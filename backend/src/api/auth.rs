//! Account endpoints: register, login, current user.

use actix_web::{get, post, web, HttpRequest, HttpResponse};
use chrono::{DateTime, Utc};
use serde::{Deserialize, Serialize};
use utoipa::ToSchema;

use crate::domain::{Credentials, Error, UserId, UserProfile};

use super::{authenticate, AppState};

/// Registration payload.
#[derive(Debug, Deserialize, ToSchema)]
#[serde(rename_all = "camelCase")]
pub struct RegisterRequest {
    /// Email address; becomes the unique login.
    pub email: String,
    /// Raw password, 8..=128 characters.
    pub password: String,
}

/// Login payload.
#[derive(Debug, Deserialize, ToSchema)]
#[serde(rename_all = "camelCase")]
pub struct LoginRequest {
    /// Registered email address.
    pub email: String,
    /// Raw password.
    pub password: String,
}

/// Public account projection.
#[derive(Debug, Serialize, ToSchema)]
#[serde(rename_all = "camelCase")]
pub struct UserProfileResponse {
    /// Account identifier.
    pub id: UserId,
    /// Normalised email address.
    pub email: String,
    /// Account creation time.
    pub created_at: DateTime<Utc>,
}

impl From<UserProfile> for UserProfileResponse {
    fn from(profile: UserProfile) -> Self {
        Self {
            id: profile.id,
            email: profile.email.as_str().to_owned(),
            created_at: profile.created_at,
        }
    }
}

/// Token plus the account it belongs to.
#[derive(Debug, Serialize, ToSchema)]
#[serde(rename_all = "camelCase")]
pub struct AuthResponse {
    /// Bearer token for subsequent requests.
    pub token: String,
    /// The authenticated account.
    pub user: UserProfileResponse,
}

fn parse_credentials(email: &str, password: &str) -> Result<Credentials, Error> {
    Credentials::try_from_parts(email, password).map_err(|err| {
        Error::validation(err.to_string()).with_field_error(err.field(), err.to_string())
    })
}

/// Create an account and sign in.
#[utoipa::path(
    post,
    path = "/api/v1/auth/register",
    request_body = RegisterRequest,
    responses(
        (status = 201, description = "Account created", body = AuthResponse),
        (status = 400, description = "Invalid email or password shape", body = Error),
        (status = 409, description = "Email already registered", body = Error)
    ),
    tags = ["auth"],
    operation_id = "register"
)]
#[post("/auth/register")]
pub async fn register(
    state: web::Data<AppState>,
    body: web::Json<RegisterRequest>,
) -> Result<HttpResponse, Error> {
    let credentials = parse_credentials(&body.email, &body.password)?;
    let authed = state.accounts.register(&credentials).await?;
    Ok(HttpResponse::Created().json(AuthResponse {
        token: authed.token,
        user: authed.profile.into(),
    }))
}

/// Exchange credentials for a bearer token.
#[utoipa::path(
    post,
    path = "/api/v1/auth/login",
    request_body = LoginRequest,
    responses(
        (status = 200, description = "Signed in", body = AuthResponse),
        (status = 401, description = "Unknown email or wrong password", body = Error)
    ),
    tags = ["auth"],
    operation_id = "login"
)]
#[post("/auth/login")]
pub async fn login(
    state: web::Data<AppState>,
    body: web::Json<LoginRequest>,
) -> Result<web::Json<AuthResponse>, Error> {
    // Shape failures must read the same as a wrong password; probing which
    // emails exist through validation messages is not acceptable here.
    let credentials = Credentials::try_from_parts(&body.email, &body.password)
        .map_err(|_| Error::unauthorized("invalid email or password"))?;
    let authed = state.accounts.login(&credentials).await?;
    Ok(web::Json(AuthResponse {
        token: authed.token,
        user: authed.profile.into(),
    }))
}

/// The account behind the presented token.
#[utoipa::path(
    get,
    path = "/api/v1/auth/me",
    responses(
        (status = 200, description = "Current account", body = UserProfileResponse),
        (status = 401, description = "Missing or invalid token", body = Error)
    ),
    tags = ["auth"],
    operation_id = "me"
)]
#[get("/auth/me")]
pub async fn me(
    state: web::Data<AppState>,
    req: HttpRequest,
) -> Result<web::Json<UserProfileResponse>, Error> {
    let identity = authenticate(&state, &req)?;
    let profile = state.accounts.me(&identity).await?;
    Ok(web::Json(profile.into()))
}
//! Unit tests for the expense ledger service.

use std::sync::Arc;

use chrono::{Duration, Utc};
use pagination::PageRequest;

use crate::domain::ports::{UserRepository, WorkspaceRepository};
use crate::domain::{
    EmailAddress, ErrorKind, ExpenseFilter, Identity, PlanDraft, PlanService, PlanType, User,
    Workspace, WorkspaceDraft,
};
use crate::store::MemoryStore;

use super::{ExpenseDraft, ExpensePatch, ExpenseService};

async fn register(store: &Arc<MemoryStore>, email: &str) -> Identity {
    let user = User::new(
        EmailAddress::parse(email).expect("valid email"),
        "$2b$12$hash".to_owned(),
        Utc::now(),
    );
    UserRepository::insert(store.as_ref(), &user)
        .await
        .expect("user inserted");
    Identity {
        user_id: user.id,
        email: user.email,
    }
}

struct Fixture {
    store: Arc<MemoryStore>,
    expenses: ExpenseService<MemoryStore, MemoryStore>,
    owner: Identity,
    member_a: Identity,
    member_b: Identity,
    ws: Workspace,
}

async fn setup() -> Fixture {
    let store = Arc::new(MemoryStore::new());
    let expenses = ExpenseService::new(Arc::clone(&store), Arc::clone(&store));
    let plans = PlanService::new(Arc::clone(&store), Arc::clone(&store));

    let owner = register(&store, "pi@lab.edu").await;
    let member_a = register(&store, "a@lab.edu").await;
    let member_b = register(&store, "b@lab.edu").await;

    let draft = WorkspaceDraft::new("Grant 42", "").expect("valid draft");
    let mut ws = Workspace::new(draft, owner.user_id, Utc::now());
    ws.member_ids.push(member_a.user_id);
    ws.member_ids.push(member_b.user_id);
    WorkspaceRepository::insert(store.as_ref(), &ws)
        .await
        .expect("workspace inserted");

    plans
        .create(
            &owner,
            &ws.id,
            PlanDraft {
                plan_type: "travel".to_owned(),
                planned_amount: 1000.0,
            },
        )
        .await
        .expect("plan created");

    Fixture {
        store,
        expenses,
        owner,
        member_a,
        member_b,
        ws,
    }
}

fn travel_expense(amount: f64) -> ExpenseDraft {
    ExpenseDraft {
        plan_type: Some("travel".to_owned()),
        amount,
        ..ExpenseDraft::default()
    }
}

#[tokio::test]
async fn create_defaults_category_date_and_creator() {
    let fx = setup().await;

    let before = Utc::now();
    let created = fx
        .expenses
        .create(
            &fx.member_a,
            &fx.ws.id,
            ExpenseDraft {
                amount: 12.5,
                note: Some("taxi".to_owned()),
                ..ExpenseDraft::default()
            },
        )
        .await
        .expect("create succeeds");

    assert!(created.plan_type.is_other());
    assert_eq!(created.created_by, fx.member_a.user_id);
    assert_eq!(created.note.as_deref(), Some("taxi"));
    assert!(created.date >= before);
}

#[tokio::test]
async fn create_rejects_unknown_plan_type_with_named_category() {
    let fx = setup().await;

    let err = fx
        .expenses
        .create(
            &fx.member_a,
            &fx.ws.id,
            ExpenseDraft {
                plan_type: Some("sequencing".to_owned()),
                amount: 10.0,
                ..ExpenseDraft::default()
            },
        )
        .await
        .expect_err("unknown type rejected");
    assert_eq!(err.kind, ErrorKind::Validation);
    assert!(err.message.contains("sequencing"));
    assert!(err
        .field_errors
        .expect("field errors")
        .contains_key("planType"));
}

#[tokio::test]
async fn create_rejects_non_positive_amounts() {
    let fx = setup().await;

    let err = fx
        .expenses
        .create(&fx.member_a, &fx.ws.id, travel_expense(0.0))
        .await
        .expect_err("zero amount rejected");
    assert_eq!(err.kind, ErrorKind::Validation);
    assert!(err
        .field_errors
        .expect("field errors")
        .contains_key("amount"));
}

#[tokio::test]
async fn update_applies_patch_and_rechecks_category() {
    let fx = setup().await;

    let created = fx
        .expenses
        .create(&fx.member_a, &fx.ws.id, travel_expense(40.0))
        .await
        .expect("create");

    // Another member may edit.
    let updated = fx
        .expenses
        .update(
            &fx.member_b,
            &fx.ws.id,
            &created.id,
            ExpensePatch {
                amount: Some(55.0),
                note: Some("conference shuttle".to_owned()),
                ..ExpensePatch::default()
            },
        )
        .await
        .expect("update succeeds");
    assert_eq!(updated.amount, 55.0);
    assert_eq!(updated.note.as_deref(), Some("conference shuttle"));
    assert_eq!(updated.plan_type.as_str(), "travel");

    let err = fx
        .expenses
        .update(
            &fx.member_b,
            &fx.ws.id,
            &created.id,
            ExpensePatch {
                plan_type: Some("catering".to_owned()),
                ..ExpensePatch::default()
            },
        )
        .await
        .expect_err("unknown category rejected");
    assert_eq!(err.kind, ErrorKind::Validation);
}

#[tokio::test]
async fn update_can_clear_the_note_with_an_empty_string() {
    let fx = setup().await;

    let created = fx
        .expenses
        .create(
            &fx.member_a,
            &fx.ws.id,
            ExpenseDraft {
                amount: 5.0,
                note: Some("temporary".to_owned()),
                ..ExpenseDraft::default()
            },
        )
        .await
        .expect("create");

    let updated = fx
        .expenses
        .update(
            &fx.member_a,
            &fx.ws.id,
            &created.id,
            ExpensePatch {
                note: Some(String::new()),
                ..ExpensePatch::default()
            },
        )
        .await
        .expect("update");
    assert_eq!(updated.note, None);
}

#[tokio::test]
async fn delete_is_restricted_to_creator_or_owner() {
    let fx = setup().await;

    let created = fx
        .expenses
        .create(&fx.member_a, &fx.ws.id, travel_expense(40.0))
        .await
        .expect("create");

    let err = fx
        .expenses
        .delete(&fx.member_b, &fx.ws.id, &created.id)
        .await
        .expect_err("non-creator member cannot delete");
    assert_eq!(err.kind, ErrorKind::Forbidden);

    // The owner may delete regardless of creator.
    fx.expenses
        .delete(&fx.owner, &fx.ws.id, &created.id)
        .await
        .expect("owner deletes");

    let second = fx
        .expenses
        .create(&fx.member_a, &fx.ws.id, travel_expense(10.0))
        .await
        .expect("create");
    fx.expenses
        .delete(&fx.member_a, &fx.ws.id, &second.id)
        .await
        .expect("creator deletes their own record");
}

#[tokio::test]
async fn listing_filters_by_category_and_window() {
    let fx = setup().await;
    let base = Utc::now();

    for (plan_type, amount, days_ago) in [
        ("travel", 10.0, 0_i64),
        ("travel", 20.0, 10),
        ("other", 30.0, 5),
    ] {
        fx.expenses
            .create(
                &fx.member_a,
                &fx.ws.id,
                ExpenseDraft {
                    plan_type: Some(plan_type.to_owned()),
                    amount,
                    date: Some(base - Duration::days(days_ago)),
                    ..ExpenseDraft::default()
                },
            )
            .await
            .expect("create");
    }

    let travel_only = fx
        .expenses
        .list(
            &fx.member_b,
            &fx.ws.id,
            ExpenseFilter {
                plan_type: Some(PlanType::parse("travel").expect("valid type")),
                ..ExpenseFilter::default()
            },
            PageRequest::default(),
        )
        .await
        .expect("list");
    assert_eq!(travel_only.total, 2);
    // Date descending.
    assert_eq!(travel_only.items[0].amount, 10.0);
    assert_eq!(travel_only.items[1].amount, 20.0);

    let recent = fx
        .expenses
        .list(
            &fx.member_b,
            &fx.ws.id,
            ExpenseFilter {
                start_date: Some(base - Duration::days(6)),
                end_date: Some(base),
                ..ExpenseFilter::default()
            },
            PageRequest::default(),
        )
        .await
        .expect("list");
    assert_eq!(recent.total, 2);
    assert_eq!(recent.items[0].amount, 10.0);
    assert_eq!(recent.items[1].amount, 30.0);
}

#[tokio::test]
async fn listing_paginates_with_clamped_limit() {
    let fx = setup().await;
    for n in 0..3 {
        fx.expenses
            .create(&fx.member_a, &fx.ws.id, travel_expense(1.0 + n as f64))
            .await
            .expect("create");
    }

    let page = fx
        .expenses
        .list(
            &fx.member_a,
            &fx.ws.id,
            ExpenseFilter::default(),
            PageRequest::new(Some(0), Some(1)),
        )
        .await
        .expect("list");
    // A zero limit clamps up to one row.
    assert_eq!(page.limit, 1);
    assert_eq!(page.items.len(), 1);
    assert_eq!(page.total, 3);
    assert!(page.has_more);
}

#[tokio::test]
async fn summary_reports_totals_by_category() {
    let fx = setup().await;

    fx.expenses
        .create(&fx.member_a, &fx.ws.id, travel_expense(100.0))
        .await
        .expect("create");
    fx.expenses
        .create(&fx.member_a, &fx.ws.id, travel_expense(50.0))
        .await
        .expect("create");
    fx.expenses
        .create(
            &fx.member_b,
            &fx.ws.id,
            ExpenseDraft {
                amount: 30.0,
                ..ExpenseDraft::default()
            },
        )
        .await
        .expect("create");

    let summary = fx
        .expenses
        .summary(&fx.owner, &fx.ws.id)
        .await
        .expect("summary");
    assert_eq!(summary.total_amount, 180.0);
    assert_eq!(summary.by_plan_type.len(), 2);
    assert_eq!(summary.by_plan_type[0].plan_type.as_str(), "travel");
    assert_eq!(summary.by_plan_type[0].total, 150.0);
    assert_eq!(summary.by_plan_type[0].count, 2);
    assert_eq!(summary.by_plan_type[1].plan_type.as_str(), "other");
    assert_eq!(summary.by_plan_type[1].total, 30.0);
}

#[tokio::test]
async fn operations_reject_non_participants() {
    let fx = setup().await;
    let stranger = register(&fx.store, "stranger@lab.edu").await;

    let err = fx
        .expenses
        .create(&stranger, &fx.ws.id, travel_expense(1.0))
        .await
        .expect_err("stranger cannot create");
    assert_eq!(err.kind, ErrorKind::Forbidden);

    let err = fx
        .expenses
        .list(
            &stranger,
            &fx.ws.id,
            ExpenseFilter::default(),
            PageRequest::default(),
        )
        .await
        .expect_err("stranger cannot list");
    assert_eq!(err.kind, ErrorKind::Forbidden);
}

****************************************

Task item: Copy out every line in the entries above that holds "wrong".

Solution to the problem:
        (status = 401, description = "Unknown email or wrong password", body = Error)
    // Shape failures must read the same as a wrong password; probing which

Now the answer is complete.